Peggy Guggenheim in Venice

The Collectors: Peggy Guggenheim’s 20th century masterpieces

Philip Rylands, Director of the Peggy Guggenheim Museum in Venice, explains how this collector of 20th century masterpieces began her great passion – and shares his personal favourites

Hear the name ‘Hearst’, you think ‘Newspapers’; ‘Hitchcock’ – movies. And with art one name immediately speaks volumes: ‘Guggenheim’.

Born of a family of philanthropists, Solomon Guggenheim is partly responsible for that with his foundation and its museums in New York, Las Vegas, Berlin, Bilbao and, shortly, Abu Dhabi.

Yet more than one Guggenheim was active in saving masterpieces of art for present generations: Solomon’s niece, Peggy, assembled a collection of some of the most celebrated and important works of the early 20th century.

Creative Circles

Peggy was born in New York in 1898. Her father, Benjamin Guggenheim, was one of seven brothers who, with their father, had amassed a fortune by mining and smelting silver, copper and lead. Her mother, Florette Seligman, was from a prominent family of bankers. Benjamin died on the Titanic in 1912.

After moving to Paris in 1921 with her husband, Laurence Vail, Peggy joined the smart American expat set and became friends with celebrated artists such as Marcel Duchamp and Constantin Brancusi.

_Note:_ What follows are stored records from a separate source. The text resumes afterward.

//! One vehicle of the account and the listeners watching it
use std::{
    fmt,
    sync::{Arc, Mutex, PoisonError, Weak},
};

use chrono::{DateTime, Utc};

use crate::attributes::{
    empty_groups, group_index, Attribute, AttributeGroup, AttributeKey, GroupKind,
};

/// A callback invoked whenever a vehicle has new data.
pub type Listener = dyn Fn(&Vehicle) + Send + Sync;

#[derive(Default)]
struct Listeners {
    next_id: u64,
    entries: Vec<(u64, Weak<Listener>)>,
}

type SharedListeners = Arc<Mutex<Listeners>>;

/// Was a message a full or a partial update of the vehicle?
#[derive(Debug, Clone, Copy, PartialEq, Eq)]
pub enum UpdateKind {
    /// All fields were replaced
    Full,

    /// Only the fields present were merged
    Partial,
}

/// Counters of the messages received for a vehicle.
#[derive(Debug, Clone, Copy, Default, PartialEq, Eq)]
pub struct MessageCounters {
    /// Number of full updates
    pub full: u64,

    /// Number of partial updates
    pub partial: u64,
}

/// A vehicle and the latest data known about it.
pub struct Vehicle {
    finorvin: String,
    licenseplate: String,
    last_message_received: Option<DateTime<Utc>>,
    messages_received: MessageCounters,
    groups: [AttributeGroup; GroupKind::COUNT],
    listeners: SharedListeners,
}

impl Vehicle {
    /// Create a vehicle without any data.
    ///
    /// The license plate defaults to the vehicle identification.
    #[must_use]
    pub fn new(finorvin: impl Into<String>, licenseplate: Option<String>) -> Self {
        let finorvin = finorvin.into();
        let licenseplate = licenseplate.unwrap_or_else(|| finorvin.clone());
        Self {
            finorvin,
            licenseplate,
            last_message_received: None,
            messages_received: MessageCounters::default(),
            groups: empty_groups(),
            listeners: SharedListeners::default(),
        }
    }

    /// The vehicle identification.
    #[must_use]
    pub fn finorvin(&self) -> &str {
        &self.finorvin
    }

    /// The license plate, or the vehicle identification if there is none.
    #[must_use]
    pub fn licenseplate(&self) -> &str {
        &self.licenseplate
    }

    /// When did we last get data for this vehicle?
    #[must_use]
    pub const fn last_message_received(&self) -> Option<DateTime<Utc>> {
        self.last_message_received
    }

    /// How many updates have been received?
    #[must_use]
    pub const fn messages_received(&self) -> MessageCounters {
        self.messages_received
    }

    /// Record that a message was received.
    ///
    /// The last message time never moves backwards.
    pub fn mark_message_received(&mut self, at: DateTime<Utc>, kind: UpdateKind) {
        match kind {
            UpdateKind::Full => self.messages_received.full += 1,
            UpdateKind::Partial => self.messages_received.partial += 1,
        }
        self.mark_seen(at);
    }

    /// Move the last message time forward without counting a message.
    pub fn mark_seen(&mut self, at: DateTime<Utc>) {
        if self.last_message_received.map_or(true, |last| at > last) {
            self.last_message_received = Some(at);
        }
    }

    /// Get an attribute group.
    #[must_use]
    pub const fn group(&self, kind: GroupKind) -> &AttributeGroup {
        &self.groups[group_index(kind)]
    }

    /// Get an attribute group for updating.
    pub fn group_mut(&mut self, kind: GroupKind) -> &mut AttributeGroup {
        &mut self.groups[group_index(kind)]
    }

    /// Iterate over all attribute groups.
    pub fn groups(&self) -> impl Iterator<Item = &AttributeGroup> {
        self.groups.iter()
    }

    /// Get an attribute.
    ///
    /// Returns `None` if no data has been received for it yet.
    #[must_use]
    pub fn attribute(&self, key: AttributeKey) -> Option<&Attribute> {
        self.group(key.group()).get(key.field())
    }

    /// Register a listener for update notifications.
    ///
    /// The vehicle only keeps a weak reference, the caller owns the listener. The listener is
    /// removed when the returned `Subscription` is dropped or unsubscribed.
    #[must_use = "dropping the subscription removes the listener"]
    pub fn subscribe(&self, listener: &Arc<Listener>) -> Subscription {
        let mut listeners = self.listeners.lock().unwrap_or_else(PoisonError::into_inner);
        let id = listeners.next_id;
        listeners.next_id += 1;
        listeners.entries.push((id, Arc::downgrade(listener)));

        Subscription {
            id,
            listeners: Arc::downgrade(&self.listeners),
        }
    }

    /// Number of listeners that are still alive.
    #[must_use]
    pub fn listener_count(&self) -> usize {
        let listeners = self.listeners.lock().unwrap_or_else(PoisonError::into_inner);
        listeners
            .entries
            .iter()
            .filter(|(_, listener)| listener.strong_count() > 0)
            .count()
    }

    /// Call every registered listener.
    pub fn publish_updates(&self) {
        let live: Vec<Arc<Listener>> = {
            let mut listeners = self.listeners.lock().unwrap_or_else(PoisonError::into_inner);
            listeners
                .entries
                .retain(|(_, listener)| listener.strong_count() > 0);
            listeners
                .entries
                .iter()
                .filter_map(|(_, listener)| listener.upgrade())
                .collect()
        };

        // Lock is released so listeners may subscribe or unsubscribe.
        for listener in live {
            listener(self);
        }
    }
}

impl fmt::Debug for Vehicle {
    fn fmt(&self, f: &mut fmt::Formatter<'_>) -> fmt::Result {
        f.debug_struct("Vehicle")
            .field("finorvin", &self.finorvin)
            .field("licenseplate", &self.licenseplate)
            .field("last_message_received", &self.last_message_received)
            .field("messages_received", &self.messages_received)
            .field("groups", &self.groups)
            .field("listeners", &self.listener_count())
            .finish()
    }
}

/// Handle to a registered listener.
///
/// Dropping the handle unsubscribes the listener.
pub struct Subscription {
    id: u64,
    listeners: Weak<Mutex<Listeners>>,
}

impl Subscription {
    /// Stop receiving notifications.
    pub fn unsubscribe(self) {
        drop(self);
    }
}

impl Drop for Subscription {
    fn drop(&mut self) {
        if let Some(listeners) = self.listeners.upgrade() {
            let mut listeners = listeners.lock().unwrap_or_else(PoisonError::into_inner);
            listeners.entries.retain(|(id, _)| *id != self.id);
        }
    }
}

impl fmt::Debug for Subscription {
    fn fmt(&self, f: &mut fmt::Formatter<'_>) -> fmt::Result {
        f.debug_struct("Subscription").field("id", &self.id).finish()
    }
}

Encouraged by her creative friends, Peggy started buying art and opened her first gallery in London in 1938. Her first exhibition was by Jean Cocteau; the second was the first London show of Vasily Kandinsky.

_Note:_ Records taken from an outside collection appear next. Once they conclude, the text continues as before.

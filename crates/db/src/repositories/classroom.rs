use crate::models::DbClassroom;
use eyre::Result;
use sqlx::{Pool, Postgres};
use uuid::Uuid;

pub async fn get_classroom_by_id(
    pool: &Pool<Postgres>,
    id: Uuid,
) -> Result<Option<DbClassroom>> {
    let classroom = sqlx::query_as::<_, DbClassroom>(
        r#"
        SELECT id, room_no, capacity, room_type
        FROM classrooms
        WHERE id = $1
        "#,
    )
    .bind(id)
    .fetch_optional(pool)
    .await?;

    Ok(classroom)
}

pub async fn get_classroom_by_room_no(
    pool: &Pool<Postgres>,
    room_no: &str,
) -> Result<Option<DbClassroom>> {
    let classroom = sqlx::query_as::<_, DbClassroom>(
        r#"
        SELECT id, room_no, capacity, room_type
        FROM classrooms
        WHERE room_no = $1
        "#,
    )
    .bind(room_no)
    .fetch_optional(pool)
    .await?;

    Ok(classroom)
}

pub async fn list_classrooms(
    pool: &Pool<Postgres>,
    room_type: Option<&str>,
) -> Result<Vec<DbClassroom>> {
    let classrooms = sqlx::query_as::<_, DbClassroom>(
        r#"
        SELECT id, room_no, capacity, room_type
        FROM classrooms
        WHERE ($1::varchar IS NULL OR room_type = $1)
        ORDER BY room_no
        "#,
    )
    .bind(room_type)
    .fetch_all(pool)
    .await?;

    Ok(classrooms)
}

pub async fn create_classroom(
    pool: &Pool<Postgres>,
    room_no: &str,
    capacity: Option<i32>,
    room_type: &str,
) -> Result<DbClassroom> {
    let id = Uuid::new_v4();

    tracing::debug!("Creating classroom: id={}, room_no={}, type={}", id, room_no, room_type);

    let classroom = sqlx::query_as::<_, DbClassroom>(
        r#"
        INSERT INTO classrooms (id, room_no, capacity, room_type)
        VALUES ($1, $2, $3, $4)
        RETURNING id, room_no, capacity, room_type
        "#,
    )
    .bind(id)
    .bind(room_no)
    .bind(capacity)
    .bind(room_type)
    .fetch_one(pool)
    .await?;

    Ok(classroom)
}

But the gallery was not enough for her. A year later, she decided to create a museum of masterpieces that would outlive her. She appointed her friend Herbert Reed as its director and set about buying artworks.

Lofty Goals

It was this goal of a museum that influenced her choices of art and led to the quality of the eventual collection, says Philip Rylands, Director of the Peggy Guggenheim Museum.

“The collection was first conceived as a museum, not for Venice but London. Two of Peggy’s most important counsellors (and friends) at that time were Marcel Duchamp and Herbert Read, each of whom contributed a detached objectivity to contemporary vanguard currents that enabled her to acquire art (and to develop her taste) in a non-partisan way, as was befitting for a museum.”

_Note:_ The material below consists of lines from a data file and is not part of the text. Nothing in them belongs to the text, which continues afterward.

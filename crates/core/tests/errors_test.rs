use std::error::Error;

use chrono::NaiveTime;
use timetable_core::errors::{
    ConflictDetail, ConflictResource, TimetableError, TimetableResult,
};

fn t(h: u32, m: u32) -> NaiveTime {
    NaiveTime::from_hms_opt(h, m, 0).unwrap()
}

#[test]
fn test_error_display() {
    let not_found = TimetableError::NotFound("Timetable entry not found".to_string());
    let validation = TimetableError::Validation("subject is required".to_string());
    let authentication = TimetableError::Authentication("Missing identity".to_string());
    let authorization = TimetableError::Authorization("admin role required".to_string());
    let database = TimetableError::Database(eyre::eyre!("connection refused"));
    let internal = TimetableError::Internal(Box::new(std::io::Error::new(
        std::io::ErrorKind::Other,
        "internal error",
    )));

    assert_eq!(
        not_found.to_string(),
        "Resource not found: Timetable entry not found"
    );
    assert_eq!(
        validation.to_string(),
        "Validation error: subject is required"
    );
    assert_eq!(
        authentication.to_string(),
        "Authentication error: Missing identity"
    );
    assert_eq!(
        authorization.to_string(),
        "Authorization error: admin role required"
    );
    assert!(database.to_string().contains("Database error:"));
    assert!(internal.to_string().contains("Internal server error:"));
}

#[test]
fn test_conflict_detail_display() {
    let detail = ConflictDetail {
        resource: ConflictResource::Room,
        occupied_by: "Math".to_string(),
        start_time: t(9, 0),
        end_time: t(9, 55),
    };
    let err = TimetableError::Conflict(detail);

    assert_eq!(
        err.to_string(),
        "Scheduling conflict: room is already booked by \"Math\" from 09:00 to 09:55"
    );
}

#[test]
fn test_conflict_resource_display() {
    assert_eq!(ConflictResource::Room.to_string(), "room");
    assert_eq!(ConflictResource::Professor.to_string(), "professor");
    assert_eq!(ConflictResource::Auditorium.to_string(), "auditorium");
}

#[test]
fn test_error_conversion() {
    let io_error = std::io::Error::new(std::io::ErrorKind::Other, "IO error");
    let err = TimetableError::Internal(Box::new(io_error));

    assert!(err.source().is_some());
}

#[test]
fn test_timetable_result() {
    let result: TimetableResult<i32> = Ok(42);
    assert_eq!(result.unwrap(), 42);

    let result: TimetableResult<i32> =
        Err(TimetableError::NotFound("Not found".to_string()));
    assert!(result.is_err());
}

#[test]
fn test_from_eyre_report() {
    let report = eyre::eyre!("query failed");
    let err: TimetableError = report.into();

    assert!(matches!(err, TimetableError::Database(_)));
}
use crate::models::DbTimetableEntry;
use chrono::NaiveTime;
use eyre::Result;
use sqlx::{Pool, Postgres};
use timetable_core::models::entry::EntryFilters;
use uuid::Uuid;

const ENTRY_COLUMNS: &str = "id, seq, subject, department_id, batch, professor_id, classroom_id, \
                             day_of_week, start_time, end_time, created_at, updated_at";

#[allow(clippy::too_many_arguments)]
pub async fn create_entry(
    pool: &Pool<Postgres>,
    subject: &str,
    department_id: Uuid,
    batch: &str,
    professor_id: Uuid,
    classroom_id: Uuid,
    day_of_week: i16,
    start_time: NaiveTime,
    end_time: NaiveTime,
) -> Result<DbTimetableEntry> {
    let id = Uuid::new_v4();

    tracing::debug!(
        "Creating timetable entry: id={}, subject={}, room={}, day={}",
        id,
        subject,
        classroom_id,
        day_of_week
    );

    let entry = sqlx::query_as::<_, DbTimetableEntry>(&format!(
        r#"
        INSERT INTO timetable_entries
            (id, subject, department_id, batch, professor_id, classroom_id,
             day_of_week, start_time, end_time)
        VALUES ($1, $2, $3, $4, $5, $6, $7, $8, $9)
        RETURNING {ENTRY_COLUMNS}
        "#,
    ))
    .bind(id)
    .bind(subject)
    .bind(department_id)
    .bind(batch)
    .bind(professor_id)
    .bind(classroom_id)
    .bind(day_of_week)
    .bind(start_time)
    .bind(end_time)
    .fetch_one(pool)
    .await?;

    Ok(entry)
}

pub async fn get_entry_by_id(
    pool: &Pool<Postgres>,
    id: Uuid,
) -> Result<Option<DbTimetableEntry>> {
    let entry = sqlx::query_as::<_, DbTimetableEntry>(&format!(
        r#"
        SELECT {ENTRY_COLUMNS}
        FROM timetable_entries
        WHERE id = $1
        "#,
    ))
    .bind(id)
    .fetch_optional(pool)
    .await?;

    Ok(entry)
}

/// Writes the merged slot values for an existing entry. Callers resolve the
/// patch against the current record first; this always writes all four slot
/// fields and bumps `updated_at`.
pub async fn update_entry_slot(
    pool: &Pool<Postgres>,
    id: Uuid,
    day_of_week: i16,
    start_time: NaiveTime,
    end_time: NaiveTime,
    classroom_id: Uuid,
) -> Result<DbTimetableEntry> {
    tracing::debug!(
        "Updating timetable entry slot: id={}, day={}, room={}",
        id,
        day_of_week,
        classroom_id
    );

    let entry = sqlx::query_as::<_, DbTimetableEntry>(&format!(
        r#"
        UPDATE timetable_entries
        SET day_of_week = $2, start_time = $3, end_time = $4, classroom_id = $5,
            updated_at = NOW()
        WHERE id = $1
        RETURNING {ENTRY_COLUMNS}
        "#,
    ))
    .bind(id)
    .bind(day_of_week)
    .bind(start_time)
    .bind(end_time)
    .bind(classroom_id)
    .fetch_one(pool)
    .await?;

    Ok(entry)
}

pub async fn delete_entry(pool: &Pool<Postgres>, id: Uuid) -> Result<bool> {
    let result = sqlx::query(
        r#"
        DELETE FROM timetable_entries
        WHERE id = $1
        "#,
    )
    .bind(id)
    .execute(pool)
    .await?;

    Ok(result.rows_affected() > 0)
}

/// Lists entries matching the ANDed filters; absent filters are wildcards.
/// Rows come back in insertion order; display sorting is a caller concern.
pub async fn list_entries(
    pool: &Pool<Postgres>,
    filters: &EntryFilters,
) -> Result<Vec<DbTimetableEntry>> {
    let entries = sqlx::query_as::<_, DbTimetableEntry>(&format!(
        r#"
        SELECT {ENTRY_COLUMNS}
        FROM timetable_entries
        WHERE ($1::uuid IS NULL OR department_id = $1)
          AND ($2::varchar IS NULL OR batch = $2)
          AND ($3::smallint IS NULL OR day_of_week = $3)
          AND ($4::uuid IS NULL OR professor_id = $4)
        ORDER BY seq
        "#,
    ))
    .bind(filters.department_id)
    .bind(filters.batch.as_deref())
    .bind(filters.day_of_week.map(|day| day as i16))
    .bind(filters.professor_id)
    .fetch_all(pool)
    .await?;

    Ok(entries)
}

/// Candidate set for the room conflict check: every entry in the room on
/// that day, optionally excluding the entry being moved.
pub async fn entries_by_room_and_day(
    pool: &Pool<Postgres>,
    classroom_id: Uuid,
    day_of_week: i16,
    excluding: Option<Uuid>,
) -> Result<Vec<DbTimetableEntry>> {
    let entries = sqlx::query_as::<_, DbTimetableEntry>(&format!(
        r#"
        SELECT {ENTRY_COLUMNS}
        FROM timetable_entries
        WHERE classroom_id = $1
          AND day_of_week = $2
          AND ($3::uuid IS NULL OR id != $3)
        ORDER BY seq
        "#,
    ))
    .bind(classroom_id)
    .bind(day_of_week)
    .bind(excluding)
    .fetch_all(pool)
    .await?;

    Ok(entries)
}

/// Candidate set for the professor conflict check: every entry the
/// professor teaches on that day, across all rooms and departments.
pub async fn entries_by_professor_and_day(
    pool: &Pool<Postgres>,
    professor_id: Uuid,
    day_of_week: i16,
    excluding: Option<Uuid>,
) -> Result<Vec<DbTimetableEntry>> {
    let entries = sqlx::query_as::<_, DbTimetableEntry>(&format!(
        r#"
        SELECT {ENTRY_COLUMNS}
        FROM timetable_entries
        WHERE professor_id = $1
          AND day_of_week = $2
          AND ($3::uuid IS NULL OR id != $3)
        ORDER BY seq
        "#,
    ))
    .bind(professor_id)
    .bind(day_of_week)
    .bind(excluding)
    .fetch_all(pool)
    .await?;

    Ok(entries)
}

/// All entries on a given day, used by the available-rooms lookup.
pub async fn entries_by_day(
    pool: &Pool<Postgres>,
    day_of_week: i16,
) -> Result<Vec<DbTimetableEntry>> {
    let entries = sqlx::query_as::<_, DbTimetableEntry>(&format!(
        r#"
        SELECT {ENTRY_COLUMNS}
        FROM timetable_entries
        WHERE day_of_week = $1
        ORDER BY seq
        "#,
    ))
    .bind(day_of_week)
    .fetch_all(pool)
    .await?;

    Ok(entries)
}

/// Professor's own classes, optionally narrowed to one day. With
/// `rescheduled_only` set, returns only classes whose slot changed after
/// creation.
pub async fn entries_by_professor(
    pool: &Pool<Postgres>,
    professor_id: Uuid,
    day_of_week: Option<i16>,
    rescheduled_only: bool,
) -> Result<Vec<DbTimetableEntry>> {
    let entries = sqlx::query_as::<_, DbTimetableEntry>(&format!(
        r#"
        SELECT {ENTRY_COLUMNS}
        FROM timetable_entries
        WHERE professor_id = $1
          AND ($2::smallint IS NULL OR day_of_week = $2)
          AND (NOT $3 OR updated_at > created_at)
        ORDER BY seq
        "#,
    ))
    .bind(professor_id)
    .bind(day_of_week)
    .bind(rescheduled_only)
    .fetch_all(pool)
    .await?;

    Ok(entries)
}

With a brazen disregard for the war, Peggy busily acquired works by Piet Mondrian, Salvador Dali­ and Georges Braque, among others – apparently, she bought Fernand Leger’s Men in the City on the same day that the Nazis invaded Norway.

However, she was eventually forced to leave Paris in 1941 and fled back to New York with Max Ernst, who was to become her second husband. But she was determined to continue collecting, and set about finding a location for her new museum of contemporary art.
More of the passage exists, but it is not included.